Following our receipt of Sir Richard Henriques’ report the Metropolitan Police Service (MPS) referred potential conduct matters relating to five officers to the Independent Office for Police Conduct (IOPC) for their assessment.
The IOPC assessed each officer’s involvement and determined that for some there was no indication of a conduct matter. Three officers’ conduct was investigated by the IOPC, which found no evidence that any of the officers deliberately withheld evidence from the warrant applications with the intention of misleading the district judge and would have no case to answer for misconduct.
The MPS provided the IOPC with a full copy of Sir Richard’s report along with access to any materials from the MPS investigations. All the officers co-operated with the IOPC.
As part of its assessment and investigation, and as a matter of course, the IOPC considered whether there were any criminal matters disclosed alongside any misconduct and found there to be none in each case.
The MPS is reviewing Sir Richard’s report to ascertain whether more of it could be published.
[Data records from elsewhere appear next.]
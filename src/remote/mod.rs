/*
This code is part of the shape_ingest geospatial library.
Created: 19/10/2026
Last Modified: 19/10/2026
License: MIT

Notes: Remote data sets are zipped shapefile pairs. The archive is fetched in
one blocking request, the .shp and .dbf entries are located by suffix and the
decoded records are handed back joined and normalized.
*/
use crate::error::Error;
use crate::vector::shapefile::{ShapeRecord, Shapefile};
use reqwest::Url;
use serde_json::Value;
use std::fs;
use std::io::{Cursor, Read};
use std::time::Duration;
use tracing::{debug, info};
use zip::ZipArchive;

/// The document key holding a record's shape.
pub const SHAPE_FIELD: &str = "shape";

/// Upper bound on the buffer reserved up front for an archive entry; the
/// declared size in the archive is not trusted beyond it.
const MAX_ENTRY_RESERVE: u64 = 64 * 1024 * 1024;

pub const NATURAL_EARTH_COUNTRIES_ID: &str = "natural_earth_data_countries";
pub const NATURAL_EARTH_COUNTRIES_URL: &str =
    "http://www.naturalearthdata.com/http//www.naturalearthdata.com/download/110m/cultural/110m-admin-0-countries.zip";

/// A zipped shapefile pair reachable through a URL.
#[derive(Debug, Clone, PartialEq)]
pub struct RemoteShapeDataSet {
    id: String,
    url: Url,
    name_field: String,
}

impl RemoteShapeDataSet {
    pub fn new(id: &str, url: &str, name_field: &str) -> crate::Result<RemoteShapeDataSet> {
        let url = Url::parse(url).map_err(|e| Error::InvalidUrl {
            url: url.to_string(),
            reason: e.to_string(),
        })?;
        match url.scheme() {
            "http" | "https" | "file" => {}
            other => {
                return Err(Error::InvalidUrl {
                    url: url.to_string(),
                    reason: format!("unsupported scheme '{}'", other),
                })
            }
        }
        Ok(RemoteShapeDataSet {
            id: id.to_string(),
            url,
            name_field: name_field.to_string(),
        })
    }

    pub fn id(&self) -> &str {
        &self.id
    }

    pub fn url(&self) -> &str {
        self.url.as_str()
    }

    pub fn name_field(&self) -> &str {
        &self.name_field
    }

    /// Fetches the archive and returns its named records with normalized
    /// shapes, in file order.
    pub fn shape_data(&self, timeout: Duration) -> crate::Result<Vec<ShapeRecord>> {
        let archive = self.fetch(timeout)?;
        debug!("{} bytes read from {}", archive.len(), self.url);
        let (shp, dbf) = extract_pair(&archive)?;
        let shapefile = Shapefile::from_bytes(&shp, &dbf, &self.name_field)?;
        info!(
            "data set '{}' yielded {} shapes",
            self.id,
            shapefile.records.len()
        );
        Ok(shapefile.records)
    }

    /// The records rendered as JSON documents, ready to be indexed.
    pub fn documents(&self, timeout: Duration) -> crate::Result<Vec<Value>> {
        Ok(self
            .shape_data(timeout)?
            .iter()
            .map(|r| r.to_document(SHAPE_FIELD, &self.id, self.url.as_str()))
            .collect())
    }

    fn fetch(&self, timeout: Duration) -> crate::Result<Vec<u8>> {
        if self.url.scheme() == "file" {
            let path = self.url.to_file_path().map_err(|_| Error::InvalidUrl {
                url: self.url.to_string(),
                reason: "not a local file path".to_string(),
            })?;
            return Ok(fs::read(path)?);
        }
        info!("downloading {}", self.url);
        let client = reqwest::blocking::Client::builder()
            .timeout(timeout)
            .build()?;
        let resp = client.get(self.url.clone()).send()?.error_for_status()?;
        Ok(resp.bytes()?.to_vec())
    }
}

/// Pulls the first entries ending in .shp and .dbf out of a zip archive.
pub fn extract_pair(archive: &[u8]) -> crate::Result<(Vec<u8>, Vec<u8>)> {
    let mut zip = ZipArchive::new(Cursor::new(archive))?;
    let mut shp_name = None;
    let mut dbf_name = None;
    for name in zip.file_names() {
        let lower = name.to_lowercase();
        if shp_name.is_none() && lower.ends_with(".shp") {
            shp_name = Some(name.to_string());
        } else if dbf_name.is_none() && lower.ends_with(".dbf") {
            dbf_name = Some(name.to_string());
        }
    }
    let shp_name = shp_name.ok_or(Error::MissingRequiredEntry(".shp"))?;
    let dbf_name = dbf_name.ok_or(Error::MissingRequiredEntry(".dbf"))?;
    let shp = read_entry(&mut zip, &shp_name)?;
    let dbf = read_entry(&mut zip, &dbf_name)?;
    Ok((shp, dbf))
}

fn read_entry(zip: &mut ZipArchive<Cursor<&[u8]>>, name: &str) -> crate::Result<Vec<u8>> {
    let mut f = zip.by_name(name)?;
    let mut buffer = Vec::with_capacity(f.size().min(MAX_ENTRY_RESERVE) as usize);
    f.read_to_end(&mut buffer)?;
    Ok(buffer)
}

/// The data sets known to the application, in registration order.
#[derive(Debug, Default, Clone)]
pub struct DataSetCatalog {
    data_sets: Vec<RemoteShapeDataSet>,
}

impl DataSetCatalog {
    pub fn new() -> DataSetCatalog {
        DataSetCatalog::default()
    }

    /// A catalog holding the Natural Earth 1:110m countries.
    pub fn with_defaults() -> crate::Result<DataSetCatalog> {
        let mut catalog = DataSetCatalog::new();
        catalog.register(RemoteShapeDataSet::new(
            NATURAL_EARTH_COUNTRIES_ID,
            NATURAL_EARTH_COUNTRIES_URL,
            "name",
        )?);
        Ok(catalog)
    }

    /// Adds a data set, replacing one with the same id.
    pub fn register(&mut self, data_set: RemoteShapeDataSet) {
        match self.data_sets.iter_mut().find(|d| d.id == data_set.id) {
            Some(existing) => *existing = data_set,
            None => self.data_sets.push(data_set),
        }
    }

    pub fn data_sets(&self) -> &[RemoteShapeDataSet] {
        &self.data_sets
    }

    pub fn data_set(&self, id: &str) -> crate::Result<&RemoteShapeDataSet> {
        self.data_sets
            .iter()
            .find(|d| d.id == id)
            .ok_or_else(|| Error::UnknownDataSet(id.to_string()))
    }
}

#[cfg(test)]
mod test {
    use super::{extract_pair, DataSetCatalog, RemoteShapeDataSet, NATURAL_EARTH_COUNTRIES_ID};
    use crate::error::Error;
    use std::io::{Cursor, Write};
    use zip::write::{FileOptions, ZipWriter};

    fn zip_of(entries: &[(&str, &[u8])]) -> Vec<u8> {
        let mut writer = ZipWriter::new(Cursor::new(Vec::new()));
        for (name, data) in entries {
            writer.start_file(*name, FileOptions::default()).unwrap();
            writer.write_all(data).unwrap();
        }
        writer.finish().unwrap().into_inner()
    }

    #[test]
    fn test_extract_pair_by_suffix() {
        let archive = zip_of(&[
            ("countries/README.txt", b"readme"),
            ("countries/Countries.SHP", b"shp bytes"),
            ("countries/countries.dbf", b"dbf bytes"),
        ]);
        let (shp, dbf) = extract_pair(&archive).unwrap();
        assert_eq!(shp, b"shp bytes".to_vec());
        assert_eq!(dbf, b"dbf bytes".to_vec());
    }

    #[test]
    fn test_declared_entry_size_is_not_trusted() {
        let mut archive = zip_of(&[("a.shp", b"shp bytes"), ("a.dbf", b"dbf bytes")]);
        // uncompressed size of the first central directory record
        let central = archive
            .windows(4)
            .position(|w| w == [0x50, 0x4b, 0x01, 0x02])
            .unwrap();
        archive[central + 24..central + 28].copy_from_slice(&0xffff_fff0u32.to_le_bytes());
        let (shp, dbf) = extract_pair(&archive).unwrap();
        assert_eq!(shp, b"shp bytes".to_vec());
        assert_eq!(dbf, b"dbf bytes".to_vec());
    }

    #[test]
    fn test_missing_entries() {
        let archive = zip_of(&[("a.shp", b"x")]);
        match extract_pair(&archive) {
            Err(Error::MissingRequiredEntry(".dbf")) => {}
            other => panic!("unexpected {:?}", other),
        }
        let archive = zip_of(&[("a.dbf", b"x")]);
        match extract_pair(&archive) {
            Err(Error::MissingRequiredEntry(".shp")) => {}
            other => panic!("unexpected {:?}", other),
        }
        assert!(matches!(extract_pair(b"not a zip"), Err(Error::Zip(_))));
    }

    #[test]
    fn test_catalog() {
        let mut catalog = DataSetCatalog::with_defaults().unwrap();
        assert_eq!(catalog.data_sets().len(), 1);
        assert_eq!(
            catalog.data_set(NATURAL_EARTH_COUNTRIES_ID).unwrap().name_field(),
            "name"
        );
        catalog.register(RemoteShapeDataSet::new("local", "file:///tmp/a.zip", "NAME").unwrap());
        catalog.register(RemoteShapeDataSet::new("local", "file:///tmp/b.zip", "NAME").unwrap());
        assert_eq!(catalog.data_sets().len(), 2);
        assert_eq!(catalog.data_set("local").unwrap().url(), "file:///tmp/b.zip");
        assert!(matches!(catalog.data_set("nope"), Err(Error::UnknownDataSet(_))));
    }

    #[test]
    fn test_invalid_urls() {
        assert!(matches!(
            RemoteShapeDataSet::new("x", "not a url", "name"),
            Err(Error::InvalidUrl { .. })
        ));
        assert!(matches!(
            RemoteShapeDataSet::new("x", "ftp://host/a.zip", "name"),
            Err(Error::InvalidUrl { .. })
        ));
    }
}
However, the MPS has to strike a balance between its commitment to transparency and its legal and moral duties to protect the confidentiality of complainants, witnesses and those accused.
The report contains sensitive personal information and explicit descriptions of sexual offences that it would neither be right nor lawful to publish. Nor would it be appropriate to publish or repeat information from investigations where the allegations were dropped without charge or defendants acquitted. It is important to note that the report is broader than Operation Midland.